Test yourself: Sit as you normally do long periods of time - to study or meditate or whatever. Place your hand along your low back. Press or poke hard there - how soft are those muscles? Is it painful? Do that all up and down the spine - you'll need a back-scratcher or some other tool to do this. Or ask a friend to help you. If those muscles are painful to touch, rock hard, or like hard rubber or wood, then you know you have many things to learn. When I do that now to myself, the muscles are buttery soft, and there is no pain with hard poking. If you were my client I would tell you - "your life has been too much of a struggle up to this point, in my opinion. Life can be much more pleasant than you know. Do you work like this? Do you meditate like this? To meditate that way is like spending years telling yourself to relax your hands, while strongly clenching your fists. It is crazy making. It tends to create depression, rebellion, fatigue, and progress in meditation is likely to be very minimal.
Sitting stiffly is body language for stress and worry - even panic. It's what you'd do if suddenly a threat to your physical well-being presented itself. When you create that type of body language, and with great persistence continue in that way for many years - it is almost inevitable that you'll sooner-than-later attract to yourself unpleasant circumstances: abusive supervisors or bosses, abusive coworkers, negative environments of various sorts, chronic anxiety or worry, depression, exhaustion. Your body language can absolutely draw those things to you, no matter how hard to you try, by positive thinking, meditation, etc to avoid them. You may think it is your fate, or your karma, or that they are necessary learning situations for your personal evolution. That may be true; However one of the "karmic lessons", for sure, that needs to be learned is how to sit more sensibly, learning to use a little intelligence and common sense.
Chair sitting is not a simple thing. It is a deep study.
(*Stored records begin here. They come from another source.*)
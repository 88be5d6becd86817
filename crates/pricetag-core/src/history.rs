//! # Price History Aggregator
//!
//! Summary statistics over a product's price points.
//!
//! ## Snapshot Discipline
//! ```text
//! ┌─────────────────────────────────────────────────────────────────────────┐
//! │  Storage layer                        This module                       │
//! │  ─────────────                        ───────────                       │
//! │  BEGIN                                                                  │
//! │  SELECT ... ORDER BY id   ──► &[PricePoint] ──► summarize()             │
//! │  COMMIT                       (oldest first)        │                   │
//! │                                                     ▼                   │
//! │                                       PriceSummary { current, min,      │
//! │                                                      max, avg }         │
//! └─────────────────────────────────────────────────────────────────────────┘
//! ```
//! Every function takes an immutable slice and recomputes from scratch.
//! Nothing is cached here; callers that need the numbers several times in
//! one request should call [`summarize`] once and keep the result.

use serde::{Deserialize, Serialize};
use ts_rs::TS;

use crate::types::PricePoint;

/// The most recent point (the last element), if any.
#[inline]
pub fn latest_point(points: &[PricePoint]) -> Option<&PricePoint> {
    points.last()
}

/// Price of the most recent point.
pub fn current_price(points: &[PricePoint]) -> Option<f64> {
    latest_point(points).map(|p| p.price)
}

/// Lowest recorded price.
pub fn min_price(points: &[PricePoint]) -> Option<f64> {
    points.iter().map(|p| p.price).min_by(f64::total_cmp)
}

/// Highest recorded price.
pub fn max_price(points: &[PricePoint]) -> Option<f64> {
    points.iter().map(|p| p.price).max_by(f64::total_cmp)
}

/// Arithmetic mean of all recorded prices.
///
/// Clamped to `[min_price, max_price]`: summing decimal prices such as
/// `89.9` accumulates rounding error that can push the raw quotient past
/// the extremes.
pub fn avg_price(points: &[PricePoint]) -> Option<f64> {
    let (min, max) = (min_price(points)?, max_price(points)?);

    let total: f64 = points.iter().map(|p| p.price).sum();
    Some((total / points.len() as f64).max(min).min(max))
}

// =============================================================================
// Summary
// =============================================================================

/// All aggregates for one history snapshot.
///
/// Serialized under the keys API clients expect:
/// ```json
/// { "currentPrice": 89.9, "minPrice": 79.9, "maxPrice": 99.9, "avgPrice": 89.9, "count": 3 }
/// ```
#[derive(Debug, Clone, Copy, PartialEq, Default, Serialize, Deserialize, TS)]
#[ts(export)]
#[serde(rename_all = "camelCase")]
pub struct PriceSummary {
    pub current_price: Option<f64>,
    pub min_price: Option<f64>,
    pub max_price: Option<f64>,
    pub avg_price: Option<f64>,
    pub count: usize,
}

/// Computes every aggregate over `points`.
///
/// ## Example
/// ```rust
/// use pricetag_core::history::summarize;
///
/// let summary = summarize(&[]);
/// assert_eq!(summary.current_price, None);
/// assert_eq!(summary.count, 0);
/// ```
pub fn summarize(points: &[PricePoint]) -> PriceSummary {
    PriceSummary {
        current_price: current_price(points),
        min_price: min_price(points),
        max_price: max_price(points),
        avg_price: avg_price(points),
        count: points.len(),
    }
}

// =============================================================================
// Unit Tests
// =============================================================================

#[cfg(test)]
mod tests {
    use super::*;
    use crate::types::Currency;
    use chrono::{Duration, TimeZone, Utc};

    fn history(prices: &[f64]) -> Vec<PricePoint> {
        let start = Utc.with_ymd_and_hms(2024, 1, 1, 9, 0, 0).unwrap();
        prices
            .iter()
            .enumerate()
            .map(|(i, price)| PricePoint {
                price: *price,
                original_price: None,
                currency: Currency::Rub,
                is_promo: false,
                scanned_at: start + Duration::days(i as i64),
                store: None,
            })
            .collect()
    }

    #[test]
    fn test_empty_history() {
        let points = history(&[]);
        assert_eq!(latest_point(&points), None);
        assert_eq!(current_price(&points), None);
        assert_eq!(min_price(&points), None);
        assert_eq!(max_price(&points), None);
        assert_eq!(avg_price(&points), None);
        assert_eq!(summarize(&points), PriceSummary::default());
    }

    #[test]
    fn test_single_point() {
        let points = history(&[89.9]);
        let summary = summarize(&points);
        assert_eq!(summary.current_price, Some(89.9));
        assert_eq!(summary.min_price, Some(89.9));
        assert_eq!(summary.max_price, Some(89.9));
        assert_eq!(summary.avg_price, Some(89.9));
        assert_eq!(summary.count, 1);
    }

    #[test]
    fn test_current_is_last_appended_not_latest_timestamp() {
        let mut points = history(&[100.0, 80.0]);
        // Out-of-order timestamp: insertion order still decides.
        points[1].scanned_at = points[0].scanned_at - Duration::days(30);
        assert_eq!(current_price(&points), Some(80.0));
    }

    #[test]
    fn test_aggregates() {
        let points = history(&[100.0, 80.0, 120.0, 90.0]);
        assert_eq!(current_price(&points), Some(90.0));
        assert_eq!(min_price(&points), Some(80.0));
        assert_eq!(max_price(&points), Some(120.0));
        assert_eq!(avg_price(&points), Some(97.5));
    }

    #[test]
    fn test_min_avg_max_ordering() {
        let samples: [&[f64]; 4] = [
            &[1.0],
            &[5.0, 5.0, 5.0],
            &[0.01, 999_999.99],
            &[89.9, 79.9, 99.9, 84.5, 91.0],
        ];
        for prices in samples {
            let s = summarize(&history(prices));
            let (min, avg, max) = (s.min_price.unwrap(), s.avg_price.unwrap(), s.max_price.unwrap());
            assert!(min <= avg && avg <= max, "{prices:?}");
        }
    }

    #[test]
    fn test_mean_of_equal_inexact_prices_stays_in_range() {
        for price in [0.1, 89.9, 79.99, 0.3] {
            let s = summarize(&history(&[price; 3]));
            assert_eq!(s.avg_price, Some(price), "{price}");
            let (min, avg, max) = (s.min_price.unwrap(), s.avg_price.unwrap(), s.max_price.unwrap());
            assert!(min <= avg && avg <= max, "{price}");
        }
    }

    #[test]
    fn test_summary_json_keys() {
        let json = serde_json::to_value(summarize(&history(&[10.0, 20.0]))).unwrap();
        assert_eq!(json["currentPrice"], 20.0);
        assert_eq!(json["minPrice"], 10.0);
        assert_eq!(json["maxPrice"], 20.0);
        assert_eq!(json["avgPrice"], 15.0);
        assert_eq!(json["count"], 2);
    }
}
//! # Database Pool Management
//!
//! Connection pool creation and configuration for SQLite.
//!
//! ## Architecture
//! ```text
//! ┌─────────────────────────────────────────────────────────────────────────┐
//! │                      Database Connection Pool                           │
//! │                                                                         │
//! │  CLI startup                                                           │
//! │       │                                                                 │
//! │       ▼                                                                 │
//! │  DbConfig::new(path) ← Configure pool settings                         │
//! │       │                                                                 │
//! │       ▼                                                                 │
//! │  Database::new(config).await ← Create pool + run migrations            │
//! │       │                                                                 │
//! │       ▼                                                                 │
//! │  db.products()      → ProductRepository                                │
//! │  db.price_points()  → PricePointRepository                             │
//! │                                                                         │
//! └─────────────────────────────────────────────────────────────────────────┘
//! ```
//!
//! ## WAL Mode
//! File databases run in WAL mode so a history snapshot read never blocks a
//! concurrent append (and vice versa).

use sqlx::sqlite::{SqliteConnectOptions, SqliteJournalMode, SqlitePoolOptions, SqliteSynchronous};
use sqlx::SqlitePool;
use std::path::PathBuf;
use std::str::FromStr;
use std::time::Duration;
use tracing::{debug, info};

use crate::error::{DbError, DbResult};
use crate::migrations;
use crate::repository::price_point::PricePointRepository;
use crate::repository::product::ProductRepository;

/// Path value that selects a private in-memory database.
const IN_MEMORY_PATH: &str = ":memory:";

// =============================================================================
// Configuration
// =============================================================================

/// Database configuration.
///
/// ## Example
/// ```rust,ignore
/// let config = DbConfig::new("/path/to/pricetag.db")
///     .max_connections(5)
///     .min_connections(1);
/// ```
#[derive(Debug, Clone)]
pub struct DbConfig {
    /// Path to the SQLite database file.
    pub database_path: PathBuf,

    /// Maximum number of connections in the pool.
    /// Default: 5
    pub max_connections: u32,

    /// Minimum number of connections to keep alive.
    /// Default: 1
    pub min_connections: u32,

    /// Connection timeout duration.
    /// Default: 30 seconds
    pub connect_timeout: Duration,

    /// Idle timeout before closing a connection.
    /// Default: 10 minutes
    pub idle_timeout: Option<Duration>,

    /// Whether to run migrations on connect.
    /// Default: true
    pub run_migrations: bool,

    /// Upper price bound enforced when appending price points.
    /// Default: pricetag_core::MAX_PRICE
    pub max_price: f64,
}

impl DbConfig {
    /// Creates a new database configuration with the given path.
    ///
    /// The file is created if it doesn't exist.
    pub fn new(path: impl Into<PathBuf>) -> Self {
        DbConfig {
            database_path: path.into(),
            max_connections: 5,
            min_connections: 1,
            connect_timeout: Duration::from_secs(30),
            idle_timeout: Some(Duration::from_secs(600)),
            run_migrations: true,
            max_price: pricetag_core::MAX_PRICE,
        }
    }

    /// Sets the maximum number of connections.
    pub fn max_connections(mut self, max: u32) -> Self {
        self.max_connections = max;
        self
    }

    /// Sets the minimum number of connections.
    pub fn min_connections(mut self, min: u32) -> Self {
        self.min_connections = min;
        self
    }

    /// Sets the connection timeout.
    pub fn connect_timeout(mut self, timeout: Duration) -> Self {
        self.connect_timeout = timeout;
        self
    }

    /// Sets whether to run migrations on connect.
    pub fn run_migrations(mut self, run: bool) -> Self {
        self.run_migrations = run;
        self
    }

    /// Sets the upper price bound for appended points.
    pub fn max_price(mut self, max: f64) -> Self {
        self.max_price = max;
        self
    }

    /// Creates an in-memory database configuration (for testing).
    ///
    /// A single connection that never idles out: an in-memory SQLite
    /// database lives exactly as long as its connection.
    pub fn in_memory() -> Self {
        DbConfig {
            database_path: PathBuf::from(IN_MEMORY_PATH),
            max_connections: 1,
            min_connections: 1,
            connect_timeout: Duration::from_secs(5),
            idle_timeout: None,
            run_migrations: true,
            max_price: pricetag_core::MAX_PRICE,
        }
    }

    fn is_in_memory(&self) -> bool {
        self.database_path.as_os_str() == IN_MEMORY_PATH
    }

    fn connect_options(&self) -> DbResult<SqliteConnectOptions> {
        let options = if self.is_in_memory() {
            SqliteConnectOptions::from_str("sqlite::memory:")
                .map_err(|e| DbError::ConnectionFailed(e.to_string()))?
        } else {
            SqliteConnectOptions::new()
                .filename(&self.database_path)
                .create_if_missing(true)
                // WAL mode: readers don't block writers, writers don't block readers
                .journal_mode(SqliteJournalMode::Wal)
                // NORMAL synchronous: safe from corruption, may lose last commit on crash
                .synchronous(SqliteSynchronous::Normal)
        };

        // SQLite has foreign keys disabled by default for backwards compatibility
        Ok(options.foreign_keys(true))
    }
}

// =============================================================================
// Database
// =============================================================================

/// Main database handle providing repository access.
///
/// Cloning is cheap: the pool is reference counted.
#[derive(Debug, Clone)]
pub struct Database {
    /// The SQLite connection pool.
    pool: SqlitePool,

    /// Price ceiling handed to the price-point repository.
    max_price: f64,
}

impl Database {
    /// Creates a new database connection pool.
    ///
    /// ## What This Does
    /// 1. Creates the database file if it doesn't exist
    /// 2. Configures SQLite (WAL, NORMAL sync, foreign keys)
    /// 3. Creates the connection pool
    /// 4. Runs migrations (if enabled)
    pub async fn new(config: DbConfig) -> DbResult<Self> {
        info!(
            path = %config.database_path.display(),
            "Initializing database connection"
        );

        let connect_options = config.connect_options()?;
        debug!("Connection options configured");

        let pool = SqlitePoolOptions::new()
            .max_connections(config.max_connections)
            .min_connections(config.min_connections)
            .acquire_timeout(config.connect_timeout)
            .idle_timeout(config.idle_timeout)
            .connect_with(connect_options)
            .await
            .map_err(|e| DbError::ConnectionFailed(e.to_string()))?;

        info!(
            max_connections = config.max_connections,
            "Database pool created"
        );

        let db = Database {
            pool,
            max_price: config.max_price,
        };

        if config.run_migrations {
            db.run_migrations().await?;
        }

        Ok(db)
    }

    /// Runs database migrations.
    ///
    /// Idempotent: applied migrations are tracked in `_sqlx_migrations`.
    pub async fn run_migrations(&self) -> DbResult<()> {
        info!("Running database migrations");
        migrations::run_migrations(&self.pool).await?;
        info!("Migrations complete");
        Ok(())
    }

    /// Returns a reference to the connection pool.
    pub fn pool(&self) -> &SqlitePool {
        &self.pool
    }

    /// Returns the product repository.
    pub fn products(&self) -> ProductRepository {
        ProductRepository::new(self.pool.clone())
    }

    /// Returns the price-point repository.
    pub fn price_points(&self) -> PricePointRepository {
        PricePointRepository::new(self.pool.clone(), self.max_price)
    }

    /// Closes the database connection pool.
    pub async fn close(&self) {
        info!("Closing database connection pool");
        self.pool.close().await;
    }

    /// Checks if the database can execute queries.
    pub async fn health_check(&self) -> bool {
        sqlx::query("SELECT 1").execute(&self.pool).await.is_ok()
    }
}

// =============================================================================
// Unit Tests
// =============================================================================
For instance, consider this: If you find a person who always has a soft, pliable chest and upper back (even if their habitual posture is a bit stooped, like Mother Theresa) and practically never stiffens their chest, for any reason, for anybody - that person is either:
- Highly trained in somatic work and emotionally integrated.
- An extraordinarily exalted being, a saint, an angel-in-the-body (Like Mother Theresa) who is always filled with tender and open-hearted practical compassion, wisdom and a power beyond our understanding - who never needs to resort to direct force.
- Insane or continually drunk or on drugs or lots of muscle relaxants or psychiatric drugs.
If a group - or organization - of people all have the unwritten contract to vigilantly self-enforce good posture by stiffening unconsciously (I know such organizations), that organization, I'd predict, would not be a comfortable or relaxed place in which to work or live, not for long (I have heard many stories to confirm this). Unreasonable rules, pressure, worry, fear-motivated thinking and even abuse and nonsensical management practices would continually mysteriously surface. Tension and friction - under the surface, would be high. If everyone is constantly affirming a non-sense situation internally, it has to manifest outwardly. It is sad that the only choice appears to be rigid stiffening or apparently despicable slumping. There is another way!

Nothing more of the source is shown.